3 minute read

What workloads make sense to run in Spark?

I recently got pulled into a project that had been underway for several months. An agile team of developers had been building a system that would take 3 flat files as input (.csv format), join data across the files, and output a set of files in .json format that adhere to the CMS guidelines for price transparency: Price Transparency

Spark Diagram

The size of the 3 files is expected to be small (50-100MB each). However, when joined, the data will quickly grow. This data size problem was recognized early and the team chose to implement the processor in Java using Spark (Databricks).

The team had completed testing for the code and had deployed to cloud vendor and all was well. The processing took some time, but fulfilled the needs of the organization. Then came the “real” data from production, and the process would no longer complete! It would run for several hours and then throw “out of memory”. The team proceeded to increase the processing resources in the spark cluster. When they reached cluster size of 1.5 TB memory and 192 CPUs, and still received out of memory errors (after running for several days), the team got very worried. With only a couple of weeks left before contracted delivery dates, the team decided to try several things:

  1. Change RDD to dataframes/datasets - did not help
  2. Change dataframes to Spark SQL - did not help
  3. Mayday, Mayday!

This is when I was asked if I could help. I had never touched Spark or Databricks, but I really liked the “idea” of distributed processing that happens “magically”. Without knowing anything about Spark I speculated that the nodes in the cluster were having to communicate too much data between each other. I later learned that Spark calls this “shuffling”, and it should be avoided if possible (it is the costliest operation in Spark).

At this point the Spark cluster was costing the organization tens of thousands of dollars per month, yet could not complete the work.

With only 2 weeks left, I decided to take a crack at it, but instead of using an expensive Spark cluster, I decided to write it in plain Java code - which has several advantages: unit tests, developer debuggability, low cost. After analyzing the data (with the help of a data SME), I found that the data could be sliced into smaller “buckets” of data, and each bucket corresponded with one output file. I knew that I could easily load the files into memory since the files themselves are relatively small. The problem is a combinatorial problem. When you join across the 3 data sets you wind up with a huge data set (multiple terabytes). Also notice that what the workload is doing is “combining” data sets and returning ALL the data. The workload doesn’t involve aggregating the data.

In Java this is a fairly simple problem to solve:

  1. Load the files into memory.
  2. Hash all 3 data sets wherever a join is required (e.g. index the foreign keys).
  3. Take 1 bucket at a time, join one bucket’s worth of data
  4. Output a json file for that bucket (hint: for extra performance, don’t use cpu hogging JSON serializers!).
  5. Multithread steps 3-4 for speed.

This type of “partitioning” of the data is what was needed on the Spark side, but the developers thought that they could throw all the data at Spark and it would figure it out. It’s the equivalent of running a SQL Query that joins 15 tables and wondering why it takes 3 hours to run the SQL Query.

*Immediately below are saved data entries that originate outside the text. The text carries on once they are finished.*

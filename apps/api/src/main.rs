mod config;
mod errors;
mod ingest;
mod llm_client;
mod matching;
mod models;
mod routes;
mod state;

use anyhow::Result;
use std::net::SocketAddr;
use std::sync::Arc;
use tower_http::{cors::CorsLayer, trace::TraceLayer};
use tracing::info;
use tracing_subscriber::{layer::SubscriberExt, util::SubscriberInitExt, EnvFilter};

use crate::config::Config;
use crate::llm_client::LlmClient;
use crate::matching::enrichment::LlmReasonEnricher;
use crate::routes::build_router;
use crate::state::AppState;

#[tokio::main]
async fn main() -> Result<()> {
    let config = Config::from_env()?;

    // Initialize structured logging
    tracing_subscriber::registry()
        .with(EnvFilter::try_from_default_env().unwrap_or_else(|_| {
            EnvFilter::new(format!("{}={}", env!("CARGO_CRATE_NAME"), &config.rust_log))
        }))
        .with(tracing_subscriber::fmt::layer())
        .init();

    info!("Starting Cyno API v{}", env!("CARGO_PKG_VERSION"));

    let mut state = AppState::new(config.clone());
    info!("Fit scorer initialized (backend: {})", state.scorer.backend());

    // Reason elaboration is optional; without a server the explain endpoint stays rule-based
    match &config.llm_base_url {
        Some(base_url) => {
            let llm = LlmClient::new(base_url, &config.llm_model, config.llm_timeout)?;
            info!("LLM client initialized (model: {}, url: {})", llm.model(), base_url);
            state = state.with_enricher(Arc::new(LlmReasonEnricher(llm)));
        }
        None => info!("LLM_BASE_URL not set, reason elaboration disabled"),
    }

    let app = build_router(state)
        .layer(TraceLayer::new_for_http())
        .layer(CorsLayer::permissive());

    let addr: SocketAddr = format!("0.0.0.0:{}", config.port).parse()?;
    info!("Listening on {addr}");

    let listener = tokio::net::TcpListener::bind(addr).await?;
    axum::serve(listener, app).await?;

    Ok(())
}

In the end, we wound up with a plain Java program running on cheap vm hardware (couple hundred dollars per month) and is able to process the data in an hour or two. It took a couple of weeks from start to finish rather than the months that had been spent writing it for Spark and trying to “tune” the application and the cluster.

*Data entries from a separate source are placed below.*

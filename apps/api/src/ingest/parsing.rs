//! Tolerant value parsers shared by every source adapter's output.
//!
//! All functions degrade to `None` on input they cannot read. None of them read the clock.

use chrono::{DateTime, Duration, NaiveDate, Utc};
use once_cell::sync::Lazy;
use regex::Regex;

use crate::models::job::{Salary, SalaryPeriod};

static RE_SALARY_RANGE: Lazy<Regex> = Lazy::new(|| {
    Regex::new(
        r"(?i)(\d[\d,]*(?:\.\d+)?)\s*(k|m)?\b\s*(?:-|–|—|to)\s*[^\d\s]{0,3}\s*(\d[\d,]*(?:\.\d+)?)\s*(k|m)?\b",
    )
    .unwrap()
});

static RE_SALARY_SINGLE: Lazy<Regex> =
    Lazy::new(|| Regex::new(r"(?i)(\d[\d,]*(?:\.\d+)?)\s*(k|m)?\b").unwrap());

static RE_CURRENCY_CODE: Lazy<Regex> =
    Lazy::new(|| Regex::new(r"(?i)\b(USD|EUR|GBP|INR|CAD|AUD)\b").unwrap());

static RE_LAKHS: Lazy<Regex> = Lazy::new(|| Regex::new(r"(?i)\b(lpa|lakhs?|lacs?)\b").unwrap());

static RE_HOURLY: Lazy<Regex> = Lazy::new(|| Regex::new(r"(?i)\b(hour|hourly|hr|hrs)\b").unwrap());
static RE_DAILY: Lazy<Regex> = Lazy::new(|| Regex::new(r"(?i)\b(day|daily)\b").unwrap());
static RE_WEEKLY: Lazy<Regex> = Lazy::new(|| Regex::new(r"(?i)\b(week|weekly|wk)\b").unwrap());
static RE_MONTHLY: Lazy<Regex> =
    Lazy::new(|| Regex::new(r"(?i)\b(month|monthly|mo|mth)\b").unwrap());

static RE_RELATIVE: Lazy<Regex> = Lazy::new(|| {
    Regex::new(
        r"(?i)\b(\d+|an?|one)\+?\s*(minutes?|mins?|hours?|hrs?|days?|weeks?|wks?|months?|mos?|years?|yrs?|h|d|w|m|y)\s+ago\b",
    )
    .unwrap()
});

static RE_EXPERIENCE: Lazy<Regex> = Lazy::new(|| {
    Regex::new(
        r"(?i)(\d+(?:\.\d+)?)\s*(?:\+|plus)?\s*(?:(?:-|–|to)\s*\d+(?:\.\d+)?\s*)?\+?\s*(?:years?|yrs?)\b",
    )
    .unwrap()
});

const LAKH: f64 = 100_000.0;
const MAX_PLAUSIBLE_EXPERIENCE: f64 = 50.0;

/// Parses free-text pay such as `"$50k-70k"`, `"50,000 - 70,000 USD/year"`, `"£40/hr"`
/// or `"10-15 LPA"`. Text with no usable number (`"Competitive"`) yields `None`.
pub fn parse_salary_text(text: &str) -> Option<Salary> {
    let text = text.trim();
    if text.is_empty() {
        return None;
    }

    let is_lakhs = RE_LAKHS.is_match(text);

    let (min, max) = if let Some(caps) = RE_SALARY_RANGE.captures(text) {
        let low = parse_number(caps.get(1)?.as_str())?;
        let high = parse_number(caps.get(3)?.as_str())?;
        let high_suffix = caps.get(4).map(|m| m.as_str());
        // "50-70k": the trailing suffix covers the whole range
        let low_suffix = caps
            .get(2)
            .map(|m| m.as_str())
            .or(if low < 1000.0 { high_suffix } else { None });
        (
            Some(apply_suffix(low, low_suffix)),
            Some(apply_suffix(high, high_suffix)),
        )
    } else {
        let caps = RE_SALARY_SINGLE.captures(text)?;
        let value = parse_number(caps.get(1)?.as_str())?;
        let value = apply_suffix(value, caps.get(2).map(|m| m.as_str()));
        (Some(value), Some(value))
    };

    let (min, max, currency, period) = if is_lakhs {
        (
            min.map(|v| v * LAKH),
            max.map(|v| v * LAKH),
            Some("INR".to_string()),
            SalaryPeriod::Yearly,
        )
    } else {
        (min, max, detect_currency(text), detect_period(text))
    };

    Salary::from_bounds(min, max, currency, period)
}

fn parse_number(raw: &str) -> Option<f64> {
    raw.replace(',', "").parse::<f64>().ok()
}

fn apply_suffix(value: f64, suffix: Option<&str>) -> f64 {
    match suffix.map(|s| s.to_ascii_lowercase()) {
        Some(s) if s == "k" => value * 1_000.0,
        Some(s) if s == "m" => value * 1_000_000.0,
        _ => value,
    }
}

fn detect_currency(text: &str) -> Option<String> {
    if let Some(code) = RE_CURRENCY_CODE.captures(text).and_then(|c| c.get(1)) {
        return Some(code.as_str().to_uppercase());
    }

    let upper = text.to_uppercase();
    let code = if upper.contains("CA$") || upper.contains("C$") {
        "CAD"
    } else if upper.contains("AU$") || upper.contains("A$") {
        "AUD"
    } else if text.contains('$') {
        "USD"
    } else if text.contains('£') {
        "GBP"
    } else if text.contains('€') {
        "EUR"
    } else if text.contains('₹') {
        "INR"
    } else {
        return None;
    };
    Some(code.to_string())
}

fn detect_period(text: &str) -> SalaryPeriod {
    if RE_HOURLY.is_match(text) {
        SalaryPeriod::Hourly
    } else if RE_DAILY.is_match(text) {
        SalaryPeriod::Daily
    } else if RE_WEEKLY.is_match(text) {
        SalaryPeriod::Weekly
    } else if RE_MONTHLY.is_match(text) {
        SalaryPeriod::Monthly
    } else {
        SalaryPeriod::Yearly
    }
}

/// Resolves posting dates like `"3 days ago"`, `"Just posted"`, `"2024-05-01"` or an RSS
/// `pubDate` against the supplied `now`.
pub fn resolve_relative_date(text: &str, now: DateTime<Utc>) -> Option<NaiveDate> {
    let today = now.date_naive();
    let lower = text.trim().to_lowercase();
    if lower.is_empty() {
        return None;
    }

    match lower.as_str() {
        "just posted" | "just now" | "today" | "posted today" | "new" => return Some(today),
        "yesterday" | "posted yesterday" => return today.pred_opt(),
        _ => {}
    }

    if let Some(caps) = RE_RELATIVE.captures(&lower) {
        let count: i64 = match caps.get(1)?.as_str() {
            "a" | "an" | "one" => 1,
            n => n.parse().ok()?,
        };
        let unit = caps.get(2)?.as_str();
        let days = match unit.chars().next()? {
            'd' => Some(count),
            'w' => count.checked_mul(7),
            'y' => count.checked_mul(365),
            'm' if unit.starts_with("mo") => count.checked_mul(30),
            // minutes, hours and bare "m"/"h" all land on today
            _ => Some(0),
        }?;
        // Out-of-range offsets ("1000000 years ago") are unreadable, not fatal
        return Duration::try_days(days).and_then(|offset| today.checked_sub_signed(offset));
    }

    let trimmed = text.trim();
    if let Ok(dt) = DateTime::parse_from_rfc3339(trimmed) {
        return Some(dt.with_timezone(&Utc).date_naive());
    }
    if let Ok(dt) = DateTime::parse_from_rfc2822(trimmed) {
        return Some(dt.with_timezone(&Utc).date_naive());
    }
    if let Some(prefix) = trimmed.get(..10) {
        if let Ok(date) = NaiveDate::parse_from_str(prefix, "%Y-%m-%d") {
            return Some(date);
        }
    }
    // Unix epoch seconds, as some JSON feeds publish them
    if trimmed.len() >= 9 && trimmed.len() <= 11 && trimmed.chars().all(|c| c.is_ascii_digit()) {
        let secs: i64 = trimmed.parse().ok()?;
        return DateTime::from_timestamp(secs, 0).map(|dt| dt.date_naive());
    }

    None
}

/// Finds the first "N years" style requirement. Ranges ("3-5 years") give the lower bound.
pub fn extract_min_experience(text: &str) -> Option<f64> {
    for caps in RE_EXPERIENCE.captures_iter(text) {
        let whole = caps.get(0)?;
        // "founded 20 years ago" is not a requirement
        if text[whole.end()..].trim_start().to_lowercase().starts_with("ago") {
            continue;
        }
        let years: f64 = caps.get(1)?.as_str().parse().ok()?;
        if years <= MAX_PLAUSIBLE_EXPERIENCE {
            return Some(years);
        }
    }
    None
}

#[cfg(test)]
mod tests {
    use super::*;
    use chrono::TimeZone;

    fn now() -> DateTime<Utc> {
        Utc.with_ymd_and_hms(2025, 3, 15, 12, 0, 0).unwrap()
    }

    fn date(y: i32, m: u32, d: u32) -> NaiveDate {
        NaiveDate::from_ymd_opt(y, m, d).unwrap()
    }

    #[test]
    fn test_salary_k_range_with_dollar() {
        let s = parse_salary_text("$50k-70k").unwrap();
        assert_eq!(s.min, Some(50_000.0));
        assert_eq!(s.max, Some(70_000.0));
        assert_eq!(s.currency.as_deref(), Some("USD"));
        assert_eq!(s.period, SalaryPeriod::Yearly);
    }

    #[test]
    fn test_salary_comma_range_with_code_and_period() {
        let s = parse_salary_text("50,000 - 70,000 USD/year").unwrap();
        assert_eq!(s.min, Some(50_000.0));
        assert_eq!(s.max, Some(70_000.0));
        assert_eq!(s.currency.as_deref(), Some("USD"));
        assert_eq!(s.period, SalaryPeriod::Yearly);
    }

    #[test]
    fn test_salary_trailing_suffix_covers_range() {
        let s = parse_salary_text("€50-70k").unwrap();
        assert_eq!(s.min, Some(50_000.0));
        assert_eq!(s.max, Some(70_000.0));
        assert_eq!(s.currency.as_deref(), Some("EUR"));
    }

    #[test]
    fn test_salary_competitive_is_none() {
        assert!(parse_salary_text("Competitive").is_none());
        assert!(parse_salary_text("").is_none());
        assert!(parse_salary_text("DOE").is_none());
    }

    #[test]
    fn test_salary_hourly_single_value() {
        let s = parse_salary_text("£40/hr").unwrap();
        assert_eq!(s.min, Some(40.0));
        assert_eq!(s.max, Some(40.0));
        assert_eq!(s.currency.as_deref(), Some("GBP"));
        assert_eq!(s.period, SalaryPeriod::Hourly);
    }

    #[test]
    fn test_salary_lpa_range() {
        let s = parse_salary_text("10-15 LPA").unwrap();
        assert_eq!(s.min, Some(1_000_000.0));
        assert_eq!(s.max, Some(1_500_000.0));
        assert_eq!(s.currency.as_deref(), Some("INR"));
    }

    #[test]
    fn test_salary_monthly() {
        let s = parse_salary_text("3000 EUR per month").unwrap();
        assert_eq!(s.period, SalaryPeriod::Monthly);
        assert_eq!(s.currency.as_deref(), Some("EUR"));
    }

    #[test]
    fn test_relative_days_ago() {
        assert_eq!(resolve_relative_date("3 days ago", now()), Some(date(2025, 3, 12)));
        assert_eq!(resolve_relative_date("Posted 2 weeks ago", now()), Some(date(2025, 3, 1)));
        assert_eq!(resolve_relative_date("30+ days ago", now()), Some(date(2025, 2, 13)));
        assert_eq!(resolve_relative_date("a month ago", now()), Some(date(2025, 2, 13)));
    }

    #[test]
    fn test_relative_just_posted_and_hours() {
        assert_eq!(resolve_relative_date("Just posted", now()), Some(date(2025, 3, 15)));
        assert_eq!(resolve_relative_date("5 hours ago", now()), Some(date(2025, 3, 15)));
        assert_eq!(resolve_relative_date("Yesterday", now()), Some(date(2025, 3, 14)));
    }

    #[test]
    fn test_absolute_dates() {
        assert_eq!(resolve_relative_date("2024-05-01", now()), Some(date(2024, 5, 1)));
        assert_eq!(
            resolve_relative_date("2024-05-01T09:30:00Z", now()),
            Some(date(2024, 5, 1))
        );
        assert_eq!(
            resolve_relative_date("Wed, 01 May 2024 09:30:00 +0000", now()),
            Some(date(2024, 5, 1))
        );
        assert_eq!(resolve_relative_date("1714555800", now()), Some(date(2024, 5, 1)));
    }

    #[test]
    fn test_relative_offset_out_of_range_is_none() {
        assert_eq!(resolve_relative_date("1000000 years ago", now()), None);
        assert_eq!(resolve_relative_date("9223372036854775807 weeks ago", now()), None);
        assert_eq!(resolve_relative_date("99999999999 days ago", now()), None);
    }

    #[test]
    fn test_unreadable_date_is_none() {
        assert_eq!(resolve_relative_date("sometime soon", now()), None);
        assert_eq!(resolve_relative_date("", now()), None);
    }

    #[test]
    fn test_experience_extraction() {
        assert_eq!(extract_min_experience("We need 5+ years of Python"), Some(5.0));
        assert_eq!(extract_min_experience("3-5 years experience"), Some(3.0));
        assert_eq!(extract_min_experience("at least 2 yrs in backend"), Some(2.0));
        assert_eq!(extract_min_experience("No experience needed"), None);
    }

    #[test]
    fn test_experience_skips_company_age() {
        assert_eq!(
            extract_min_experience("Founded 20 years ago. Requires 4 years of Go."),
            Some(4.0)
        );
    }
}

My opinion is that Spark is great for some applications and teams. I would think twice about building a “product” on top of it. Data science/research work, sure. But unless you have Spark experts who know how to keep the system tuned over time as your data changes. Back to the SQL analogy: most organizations have several DBAs who keep their database systems running smoothly over time. To embrace Spark, you need similar experts. If the organization is not willing/able to provide those experts…Proceed with caution!